Le ottantadue pagine dell'ordinanza del gip di Milano recano il risultato delle comparazioni dei fotogrammi della maledetta sera di Santo Stefano del 2018. Video del Comune, due filmati amatoriali, le perizie e le simulazioni che la Digos ha eseguito sin dai giorni immediatamente successivi la morte di Daniele Belardinelli. Al silenzio degli ultras e ai tentativi di depistaggio di coloro che erano nella Peugeot che ha investito il tifoso lombardo, la polizia ha risposto con la tecnologia. Sono incluse, agli atti, alcune intercettazioni che inquadrano da un lato il delitto, dall'altro la personalità delle persone coinvolte in una delle pagine più buie della storia del tifo violento. Il primo dialogo che getta forti sospetti su Fabio Manduca, da ieri a Poggioreale con l'accusa di avere investito volontariamente Belardinelli, intercorre tra lui e sua sorella. Le telefona per farle gli auguri e le dice di essere indagato. «Mo devo mettere l'avvocato.. ma se pure avessi investito qualcuno... noi non ce ne siamo accorti.. non ho ucciso nessuno... Stefa'...». La donna lo rincuora: «Bravo, c'era tutta quella baraonda, la rissa, i petardi... l'inchiesta finirà a pane e puparuoli, vedrai!»: espressione dialettale per dire «sarà una bolla di sapone». Ma, in fondo, Manduca ha paura. Se non fosse così, non inizierebbe, di lì a qualche giorno, a usare il telefono della moglie per chiamare quelli che erano in macchina con lui la sera dell'omicidio. Fa pressioni sul più giovane del gruppo, per esempio, quando viene a conoscenza della sua convocazione in Procura. E gli fa dire che dopo aver attraversato via fratelli Zoia, luogo dell'investimento, non si sono mai fermati fino allo stadio. Bugia smentita dalle telecamere in cui si vede la Peugeot ferma, prima di San Siro, con loro che controllano i danniall'auto con la torcia del cellulare. Chiama, ancora, Giancarlo Franco, fratello del capoultras dei Mastiffs «Kojak», che era nella Peugeot con lui. E gli dà appuntamento «da vicino» perché parlare al telefono può essere pericoloso.

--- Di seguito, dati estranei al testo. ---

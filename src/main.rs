//! lark-bridge - Main entry point.

use anyhow::Result;
use lark_bridge::config::Config;
use lark_bridge::logging::init_logging;

#[tokio::main]
async fn main() -> Result<()> {
    // Load configuration
    let config = Config::load()?;

    // Initialize logging
    init_logging(
        &config.observability.log_level,
        &config.observability.log_format,
    );

    tracing::info!("lark-bridge v{}", env!("CARGO_PKG_VERSION"));

    config.validate()?;

    // Start the webhook server and bridge processor
    lark_bridge::start_server(&config).await
}
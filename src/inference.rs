//! Client for the conversational-AI inference service.
//!
//! Single blocking-mode request per call: no retry, no caching, no rate
//! limiting. Failures come back as typed errors; turning them into a
//! user-visible message is the bridge's job.

use async_trait::async_trait;
use serde::{Deserialize, Serialize};
use std::time::Duration;

/// Fallback answer when the service response carries no `answer` field.
pub const DEFAULT_ANSWER: &str = "The assistant could not process your request.";

/// Inference call error.
#[derive(Debug, thiserror::Error)]
pub enum InferenceError {
    #[error("Request failed: {0}")]
    Transport(#[from] reqwest::Error),

    #[error("Service returned status {status}: {body}")]
    Status { status: u16, body: String },

    #[error("Malformed response body: {0}")]
    Malformed(String),
}

/// Successful completion.
#[derive(Debug, Clone, PartialEq, Eq)]
pub struct CompletionReply {
    /// Answer text (never empty; falls back to [`DEFAULT_ANSWER`])
    pub answer: String,
    /// Session token for multi-turn continuity, if the service returned one
    pub conversation_id: Option<String>,
}

#[derive(Debug, Serialize)]
struct CompletionRequest<'a> {
    query: &'a str,
    inputs: serde_json::Value,
    response_mode: &'a str,
    conversation_id: &'a str,
    user: &'a str,
}

#[derive(Debug, Deserialize)]
struct CompletionResponse {
    answer: Option<String>,
    conversation_id: Option<String>,
}

/// Completion seam so the bridge can be exercised with a mock service.
#[async_trait]
pub trait Completion: Send + Sync {
    /// Send `query` for `user`, continuing `conversation_id` when non-empty.
    async fn complete(
        &self,
        query: &str,
        user: &str,
        conversation_id: &str,
    ) -> Result<CompletionReply, InferenceError>;
}

/// HTTP inference client.
pub struct InferenceClient {
    client: reqwest::Client,
    endpoint: String,
    api_key: String,
}

impl InferenceClient {
    /// Create a client with the standard 120-second request timeout.
    pub fn new(endpoint: impl Into<String>, api_key: impl Into<String>) -> Self {
        Self::with_timeout(endpoint, api_key, Duration::from_secs(120))
    }

    pub fn with_timeout(
        endpoint: impl Into<String>,
        api_key: impl Into<String>,
        timeout: Duration,
    ) -> Self {
        Self {
            client: reqwest::Client::builder()
                .timeout(timeout)
                .connect_timeout(Duration::from_secs(10))
                .build()
                .unwrap_or_else(|_| reqwest::Client::new()),
            endpoint: endpoint.into(),
            api_key: api_key.into(),
        }
    }

    async fn call(
        &self,
        query: &str,
        user: &str,
        conversation_id: &str,
    ) -> Result<CompletionReply, InferenceError> {
        let body = CompletionRequest {
            query,
            inputs: serde_json::json!({}),
            response_mode: "blocking",
            conversation_id,
            user,
        };

        let resp = self
            .client
            .post(&self.endpoint)
            .header("Authorization", format!("Bearer {}", self.api_key))
            .json(&body)
            .send()
            .await?;

        let status = resp.status();
        if !status.is_success() {
            let body = resp.text().await.unwrap_or_default();
            return Err(InferenceError::Status {
                status: status.as_u16(),
                body,
            });
        }

        let data: CompletionResponse = resp
            .json()
            .await
            .map_err(|e| InferenceError::Malformed(e.to_string()))?;

        Ok(CompletionReply {
            answer: data.answer.unwrap_or_else(|| DEFAULT_ANSWER.to_string()),
            conversation_id: data.conversation_id,
        })
    }
}

#[async_trait]
impl Completion for InferenceClient {
    async fn complete(
        &self,
        query: &str,
        user: &str,
        conversation_id: &str,
    ) -> Result<CompletionReply, InferenceError> {
        self.call(query, user, conversation_id).await
    }
}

Il tassello mancante, nella meticolosa indagine della Digos di Milano, sono le tracce biologiche, quelle che si sarebbero dovute repertare sulla Peugeot di Mandura. Dure le considerazioni del gip su questo aspetto.« Deve purtroppo rilevarsi che l'esito delle perizie è stato inferiore rispetto agli esiti che erano potenzialmente acquisibili a causa della disattenzione con cui gli automezzi sequestrati sono stati tenuti presso le strutture che a Napoli le avevano in custodia. Le auto sono state lasciate per settimane in un parcheggio a cielo aperto esposte alla pioggia e agli altri agenti atmosferici nonché alla mercé di chiunque. In ragione di ciò tutte le tracce potenzialmente utili sono andate disperse». Saranno, anche queste, armi utili alla difesa. Che, come detto, sostiene sin dall'aprile scorso Belardinelli, si è parato davanti alla macchina di Manduca che non ha potuto far nulla per evitare di investirlo. La madre della vittima, in un post su Fb, ha dichiarato: «Da un lato era meglio non sapere nulla, ora si ricomincia ad aprire la ferita, sono molto arrabbiata». «Voglio vederlo in faccia, lo devo a mio figlio: spero arrivi presto la data del processo.